A 45 años de la masacre de Tlatelolco
y a 46 años de vivir en este mundo, me niego a terminar este día --2 de octubre--
sin escribir, o más bien, intentar describir, lo que 10 mil personas vivieron y
sintieron aquella tarde en la Plaza de las Tres Culturas. Tal vez, a manera de
homenaje, o más bien, como una manera de revivir esa sinfonía de muerte, llantos,
gritos y horror, de un suceso histórico que nunca nos debemos permitir
vuelva a suceder.
En el verano de 1968, los jóvenes
de México se unen a un movimiento estudiantil que pide una revolución a gritos.
Los chavos se vuelcan a las calles a protestar contra la represión, contagiados
por la guerra fría, la liberación sexual y visiones alternativas de libertad y
socialismo que cobraban vida en otros países. Y con las amenazas brutales del
entonces presidente Gustavo Díaz Ordaz, los líderes estudiantiles convocan a un
mitin en la Plaza de las Tres Culturas.
Serían las cinco y media de la
tarde --más o menos-- del miércoles 2 de octubre de 1968, cuando aproximadamente
diez mil personas se congregan en la explanada de la Plaza de las Tres Culturas
para escuchar a los líderes del Consejo Nacional de Huelga que se colocan en el
balcón del tercer piso del edificio Chihuahua.
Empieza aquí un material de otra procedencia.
//! Line items and their running totals.
//!
//! | Pricing                 | Line amount              | Tax                 |
//! |-------------------------|--------------------------|---------------------|
//! | `PricedByUnit` (quotes) | quantity × unit price    | 21% of the subtotal |
//! | `FlatAmount` (estados)  | amount as entered        | none                |
//! | `QuantityOnly` (remitos)| zero                     | none                |
//!
//! Totals are a pure fold over the current items; [`Ledger`] recomputes them
//! after every mutation so they never drift from their inputs.

use rust_decimal::Decimal;
use rust_decimal_macros::dec;
use serde::{Deserialize, Serialize};
use thiserror::Error;
use tracing::{debug, warn};

use super::common::round_half_up;
use super::money::{coerce_decimal, coerce_optional_decimal};
use crate::models::{ItemUpdate, LineItem, Pricing, Totals};

/// IVA applied to taxed documents (21%).
pub const TAX_RATE: Decimal = dec!(0.21);

#[derive(Debug, Error, PartialEq, Eq)]
pub enum LedgerError {
    #[error("no line item with id {0}")]
    UnknownItem(u32),

    #[error("field '{field}' does not apply to {pricing:?} line items")]
    NotApplicable {
        field: &'static str,
        pricing: Pricing,
    },

    #[error("a document needs at least one line item")]
    Empty,
}

/// Amount one item contributes to the subtotal. Missing operands count as
/// zero, and so does a product too large to represent.
pub fn line_amount(
    item: &LineItem,
    pricing: Pricing,
) -> Decimal {
    match pricing {
        Pricing::PricedByUnit { .. } => {
            let quantity = item.quantity.unwrap_or(Decimal::ZERO);
            let unit_price = item.unit_price.unwrap_or(Decimal::ZERO);
            quantity.checked_mul(unit_price).unwrap_or_else(|| {
                warn!(id = item.id, %quantity, %unit_price, "line amount overflows, counted as zero");
                Decimal::ZERO
            })
        }
        Pricing::FlatAmount => item.amount,
        Pricing::QuantityOnly => Decimal::ZERO,
    }
}

/// Tax on `subtotal` and the resulting total, or `None` when the total
/// cannot be represented.
fn with_tax(
    subtotal: Decimal,
    pricing: Pricing,
) -> Option<(Option<Decimal>, Decimal)> {
    match pricing {
        Pricing::PricedByUnit { taxed: true } => {
            let tax = round_half_up(subtotal.checked_mul(TAX_RATE)?);
            Some((Some(tax), subtotal.checked_add(tax)?))
        }
        _ => Some((None, subtotal)),
    }
}

/// Sums `items` in list order and derives tax and total.
///
/// A line that would push the total past what a `Decimal` holds is left out
/// and logged.
///
/// ```
/// use rust_decimal_macros::dec;
/// use sincorp_core::calculations::recompute;
/// use sincorp_core::{LineItem, Pricing};
///
/// let mut first = LineItem::blank(1);
/// first.quantity = Some(dec!(2));
/// first.unit_price = Some(dec!(100));
/// let mut second = LineItem::blank(2);
/// second.quantity = Some(dec!(1));
/// second.unit_price = Some(dec!(50));
///
/// let totals = recompute(&[first, second], Pricing::PricedByUnit { taxed: true });
///
/// assert_eq!(totals.subtotal, dec!(250));
/// assert_eq!(totals.tax, Some(dec!(52.5)));
/// assert_eq!(totals.total, dec!(302.5));
/// ```
pub fn recompute(
    items: &[LineItem],
    pricing: Pricing,
) -> Totals {
    let mut subtotal = Decimal::ZERO;
    for item in items {
        let amount = line_amount(item, pricing);
        match subtotal
            .checked_add(amount)
            .filter(|sum| with_tax(*sum, pricing).is_some())
        {
            Some(sum) => subtotal = sum,
            None => warn!(id = item.id, %amount, "total overflows, line left out"),
        }
    }

    let (tax, total) = with_tax(subtotal, pricing).unwrap_or((None, subtotal));
    Totals {
        subtotal,
        tax,
        total,
    }
}

/// Id for a new item: one past the largest id in use, or 1 for an empty list.
pub fn next_item_id(items: &[LineItem]) -> u32 {
    items.iter().map(|item| item.id).max().map_or(1, |max| max + 1)
}

/// An ordered, never-empty list of line items plus their current totals.
#[derive(Debug, Clone, PartialEq, Eq, Serialize, Deserialize)]
#[serde(try_from = "LedgerRecord")]
pub struct Ledger {
    pricing: Pricing,
    items: Vec<LineItem>,
    totals: Totals,
}

/// Wire form; totals are recomputed on load rather than trusted.
#[derive(Deserialize)]
struct LedgerRecord {
    pricing: Pricing,
    items: Vec<LineItem>,
}

impl TryFrom<LedgerRecord> for Ledger {
    type Error = LedgerError;

    fn try_from(record: LedgerRecord) -> Result<Self, Self::Error> {
        Ledger::from_items(record.pricing, record.items)
    }
}

impl Ledger {
    /// A ledger holding one blank item with id 1.
    pub fn new(pricing: Pricing) -> Self {
        let items = vec![LineItem::blank(1)];
        let totals = recompute(&items, pricing);
        Self {
            pricing,
            items,
            totals,
        }
    }

    /// Builds a ledger from existing items, refreshing priced amounts.
    ///
    /// # Errors
    ///
    /// [`LedgerError::Empty`] when `items` is empty.
    pub fn from_items(
        pricing: Pricing,
        mut items: Vec<LineItem>,
    ) -> Result<Self, LedgerError> {
        if items.is_empty() {
            return Err(LedgerError::Empty);
        }
        if let Pricing::PricedByUnit { .. } = pricing {
            for item in &mut items {
                item.amount = line_amount(item, pricing);
            }
        }
        let totals = recompute(&items, pricing);
        Ok(Self {
            pricing,
            items,
            totals,
        })
    }

    pub fn pricing(&self) -> Pricing {
        self.pricing
    }

    pub fn items(&self) -> &[LineItem] {
        &self.items
    }

    pub fn totals(&self) -> Totals {
        self.totals
    }

    /// Appends a blank item and returns its id.
    pub fn add_item(&mut self) -> u32 {
        let id = next_item_id(&self.items);
        self.items.push(LineItem::blank(id));
        self.recompute();
        id
    }

    /// Removes the item with `id`.
    ///
    /// Returns `false` without touching anything when `id` is unknown or
    /// names the only remaining item.
    pub fn remove_item(
        &mut self,
        id: u32,
    ) -> bool {
        if self.items.len() <= 1 {
            return false;
        }
        let before = self.items.len();
        self.items.retain(|item| item.id != id);
        if self.items.len() == before {
            return false;
        }
        self.recompute();
        true
    }

    /// Applies one field edit to the item with `id` and recomputes.
    ///
    /// # Errors
    ///
    /// * [`LedgerError::NotApplicable`] when the field has no meaning for
    ///   this ledger's pricing (e.g. a unit price on a statement).
    /// * [`LedgerError::UnknownItem`] when no item has `id`.
    pub fn update_item(
        &mut self,
        id: u32,
        update: ItemUpdate,
    ) -> Result<(), LedgerError> {
        let pricing = self.pricing;
        if !update.applies_to(pricing) {
            return Err(LedgerError::NotApplicable {
                field: update.field_name(),
                pricing,
            });
        }

        let item = self
            .items
            .iter_mut()
            .find(|item| item.id == id)
            .ok_or(LedgerError::UnknownItem(id))?;

        let reprice = matches!(update, ItemUpdate::Quantity(_) | ItemUpdate::UnitPrice(_));
        match update {
            ItemUpdate::Date(date) => item.date = date,
            ItemUpdate::Description(text) => item.description = text,
            ItemUpdate::Quantity(text) => item.quantity = coerce_optional_decimal(&text),
            ItemUpdate::UnitPrice(text) => item.unit_price = coerce_optional_decimal(&text),
            ItemUpdate::Amount(text) => item.amount = coerce_decimal(&text),
            ItemUpdate::Unit(text) => item.unit = non_blank(text),
            ItemUpdate::Comments(text) => item.comments = non_blank(text),
        }
        if reprice && matches!(pricing, Pricing::PricedByUnit { .. }) {
            item.amount = line_amount(item, pricing);
        }

        self.recompute();
        Ok(())
    }

    /// Refreshes the cached totals from the current items.
    pub fn recompute(&mut self) -> Totals {
        self.totals = recompute(&self.items, self.pricing);
        debug!(
            items = self.items.len(),
            subtotal = %self.totals.subtotal,
            total = %self.totals.total,
            "ledger recomputed"
        );
        self.totals
    }
}

fn non_blank(text: String) -> Option<String> {
    if text.trim().is_empty() { None } else { Some(text) }
}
La explanada estaba llena,
festiva y tranquila al mismo tiempo, con una mayoría de estudiantes, niños y
ancianos, vendedores ambulantes, amas de casa con niños en brazos, vecinos de
las unidades habitacionales, curiosos. Y justo cuando un estudiante anunciaba
que la marcha programada al Casco de Santo Tomás del Instituto Politécnico
Nacional no se iba a llevar a cabo, por el despliegue de las fuerzas públicas y
de una posible represión, surgieron en el cielo luces de bengala que hicieron
que los concurrentes dirigieran automáticamente su mirada hacia arriba… El
infierno sobre la tierra estaba por comenzar.
De golpe, la gente se alarmó y comenzó
a gritar al escuchar los primeros disparos que venían de arriba para abajo, de
todas direcciones. De nada sirvió que un líder tomara el micrófono y dijera: "¡No
corran compañeros, no corran, son salvas! . . . ¡No se vayan, no se vayan,
calma!". Todos sin embargo, corrieron despavoridos, tratando de salvar su
vida, de un lado a otro.
La histeria colectiva se
intensificó con el golpe seco de cada cuerpo que caía sobre el piso, en las
ruinas y a un lado de la iglesia de Santiago Tlatelolco. El tableteo de las ametralladoras
y los disparos se hicieron interminables. El avance de los militares bloqueó
las salidas. La gente trató de correr y al sentir que los soldados con la
bayoneta calada les impedían escapar de esa pesadilla, no les quedó otra que protegerse
debajo de los demás.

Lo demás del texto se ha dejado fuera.